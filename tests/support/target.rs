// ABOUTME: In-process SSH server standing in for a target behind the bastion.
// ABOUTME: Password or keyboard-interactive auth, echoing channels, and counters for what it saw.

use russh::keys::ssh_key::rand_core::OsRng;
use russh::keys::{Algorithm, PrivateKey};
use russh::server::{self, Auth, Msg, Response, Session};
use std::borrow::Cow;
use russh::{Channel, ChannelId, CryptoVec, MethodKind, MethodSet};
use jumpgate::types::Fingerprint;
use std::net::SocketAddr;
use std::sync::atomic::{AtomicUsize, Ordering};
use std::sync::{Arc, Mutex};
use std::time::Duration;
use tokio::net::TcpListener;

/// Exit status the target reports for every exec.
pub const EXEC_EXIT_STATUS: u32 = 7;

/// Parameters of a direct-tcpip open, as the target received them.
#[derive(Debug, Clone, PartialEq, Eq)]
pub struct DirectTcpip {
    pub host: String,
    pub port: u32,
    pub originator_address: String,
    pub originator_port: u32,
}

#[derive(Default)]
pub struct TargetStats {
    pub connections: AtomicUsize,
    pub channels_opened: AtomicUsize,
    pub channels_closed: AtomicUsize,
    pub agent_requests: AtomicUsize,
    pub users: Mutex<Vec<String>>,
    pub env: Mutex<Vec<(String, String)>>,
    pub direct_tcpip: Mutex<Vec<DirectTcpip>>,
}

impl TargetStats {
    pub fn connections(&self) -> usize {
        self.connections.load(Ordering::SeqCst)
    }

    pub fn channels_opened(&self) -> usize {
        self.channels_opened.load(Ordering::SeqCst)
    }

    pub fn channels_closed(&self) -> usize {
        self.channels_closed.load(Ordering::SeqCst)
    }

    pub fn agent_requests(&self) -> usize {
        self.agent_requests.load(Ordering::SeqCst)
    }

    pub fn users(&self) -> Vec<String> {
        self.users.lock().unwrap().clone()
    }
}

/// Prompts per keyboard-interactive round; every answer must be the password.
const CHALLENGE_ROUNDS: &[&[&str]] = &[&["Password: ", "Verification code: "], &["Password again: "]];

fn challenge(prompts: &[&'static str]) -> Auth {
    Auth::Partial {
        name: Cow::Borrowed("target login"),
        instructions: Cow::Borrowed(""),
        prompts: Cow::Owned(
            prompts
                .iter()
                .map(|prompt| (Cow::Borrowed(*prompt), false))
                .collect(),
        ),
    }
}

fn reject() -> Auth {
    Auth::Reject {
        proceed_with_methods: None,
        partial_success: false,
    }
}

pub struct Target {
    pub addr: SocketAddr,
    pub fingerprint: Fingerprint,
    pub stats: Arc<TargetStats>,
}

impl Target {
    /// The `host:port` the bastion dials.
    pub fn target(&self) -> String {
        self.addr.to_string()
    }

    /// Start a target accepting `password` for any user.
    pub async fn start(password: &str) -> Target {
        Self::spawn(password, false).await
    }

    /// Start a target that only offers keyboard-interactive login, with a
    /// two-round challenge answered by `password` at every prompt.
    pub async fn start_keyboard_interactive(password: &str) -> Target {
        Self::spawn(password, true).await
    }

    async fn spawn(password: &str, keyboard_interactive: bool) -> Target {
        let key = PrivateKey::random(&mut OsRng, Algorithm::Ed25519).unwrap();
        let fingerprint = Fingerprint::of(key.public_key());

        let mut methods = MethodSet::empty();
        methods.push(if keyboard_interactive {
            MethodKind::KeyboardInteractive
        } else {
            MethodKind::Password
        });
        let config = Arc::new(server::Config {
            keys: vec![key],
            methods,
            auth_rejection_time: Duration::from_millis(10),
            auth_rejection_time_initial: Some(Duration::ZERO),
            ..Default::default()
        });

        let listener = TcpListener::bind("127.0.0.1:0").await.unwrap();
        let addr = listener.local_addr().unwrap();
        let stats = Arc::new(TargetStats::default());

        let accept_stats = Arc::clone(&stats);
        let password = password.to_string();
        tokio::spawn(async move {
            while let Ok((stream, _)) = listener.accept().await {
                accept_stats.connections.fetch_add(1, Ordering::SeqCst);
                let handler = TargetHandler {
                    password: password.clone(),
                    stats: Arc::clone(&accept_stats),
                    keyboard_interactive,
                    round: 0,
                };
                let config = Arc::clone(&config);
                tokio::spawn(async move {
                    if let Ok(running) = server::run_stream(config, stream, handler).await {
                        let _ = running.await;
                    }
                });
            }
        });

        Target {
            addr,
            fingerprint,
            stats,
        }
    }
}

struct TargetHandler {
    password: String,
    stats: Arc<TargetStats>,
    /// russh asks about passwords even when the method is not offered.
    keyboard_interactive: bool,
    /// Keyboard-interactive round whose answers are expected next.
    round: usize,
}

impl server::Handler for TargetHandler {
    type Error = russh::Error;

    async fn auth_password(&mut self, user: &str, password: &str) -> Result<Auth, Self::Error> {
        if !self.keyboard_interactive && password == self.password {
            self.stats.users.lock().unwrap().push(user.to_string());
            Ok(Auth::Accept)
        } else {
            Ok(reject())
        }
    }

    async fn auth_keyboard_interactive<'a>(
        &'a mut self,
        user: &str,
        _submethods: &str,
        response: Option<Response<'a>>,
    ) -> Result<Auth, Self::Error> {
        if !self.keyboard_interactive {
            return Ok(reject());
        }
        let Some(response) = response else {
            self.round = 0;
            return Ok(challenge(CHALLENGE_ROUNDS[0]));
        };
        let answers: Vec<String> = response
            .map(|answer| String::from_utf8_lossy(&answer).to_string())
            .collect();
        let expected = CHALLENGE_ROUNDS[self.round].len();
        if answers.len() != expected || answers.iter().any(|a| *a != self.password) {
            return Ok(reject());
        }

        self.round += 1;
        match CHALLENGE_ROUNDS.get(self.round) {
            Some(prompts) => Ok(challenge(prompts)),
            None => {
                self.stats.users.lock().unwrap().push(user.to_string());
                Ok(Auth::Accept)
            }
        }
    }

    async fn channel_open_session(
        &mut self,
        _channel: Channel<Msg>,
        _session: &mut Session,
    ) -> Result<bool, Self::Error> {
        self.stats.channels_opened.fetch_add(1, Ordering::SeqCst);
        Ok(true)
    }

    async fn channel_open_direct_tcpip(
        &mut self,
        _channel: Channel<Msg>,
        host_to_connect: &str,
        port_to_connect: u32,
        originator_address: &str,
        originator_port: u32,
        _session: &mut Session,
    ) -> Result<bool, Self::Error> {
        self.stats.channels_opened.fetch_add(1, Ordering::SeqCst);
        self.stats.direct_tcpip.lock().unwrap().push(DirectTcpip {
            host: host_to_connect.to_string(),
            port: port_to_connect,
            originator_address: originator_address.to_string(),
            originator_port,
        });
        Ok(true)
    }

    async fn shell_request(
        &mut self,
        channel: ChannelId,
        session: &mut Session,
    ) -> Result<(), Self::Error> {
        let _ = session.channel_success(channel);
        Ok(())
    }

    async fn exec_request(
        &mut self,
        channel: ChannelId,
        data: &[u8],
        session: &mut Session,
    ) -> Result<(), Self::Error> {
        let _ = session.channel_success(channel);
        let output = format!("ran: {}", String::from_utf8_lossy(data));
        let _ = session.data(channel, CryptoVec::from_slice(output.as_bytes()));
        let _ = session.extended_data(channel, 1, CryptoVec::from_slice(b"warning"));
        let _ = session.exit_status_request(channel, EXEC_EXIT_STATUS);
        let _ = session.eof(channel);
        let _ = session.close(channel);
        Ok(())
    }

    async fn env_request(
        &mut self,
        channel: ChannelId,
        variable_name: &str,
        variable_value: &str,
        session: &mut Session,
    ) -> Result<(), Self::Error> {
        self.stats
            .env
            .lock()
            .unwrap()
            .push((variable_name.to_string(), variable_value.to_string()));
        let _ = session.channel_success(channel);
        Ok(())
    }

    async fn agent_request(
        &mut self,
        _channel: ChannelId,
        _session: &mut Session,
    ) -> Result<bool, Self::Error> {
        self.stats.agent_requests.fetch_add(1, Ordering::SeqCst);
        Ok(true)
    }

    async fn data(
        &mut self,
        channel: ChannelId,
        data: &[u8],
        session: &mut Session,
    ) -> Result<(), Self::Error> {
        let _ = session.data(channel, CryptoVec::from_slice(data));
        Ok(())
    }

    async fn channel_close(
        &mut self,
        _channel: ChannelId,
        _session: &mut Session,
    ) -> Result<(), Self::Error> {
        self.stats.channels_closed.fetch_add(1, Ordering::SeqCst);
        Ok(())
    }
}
★ ★ ★ ★ ★
- YOUR INSTRUCTIONS -
In the listing above, find every line with the word "Some" and copy it.

- RESULT -
            auth_rejection_time_initial: Some(Duration::ZERO),
        let Some(response) = response else {
            Some(prompts) => Ok(challenge(prompts)),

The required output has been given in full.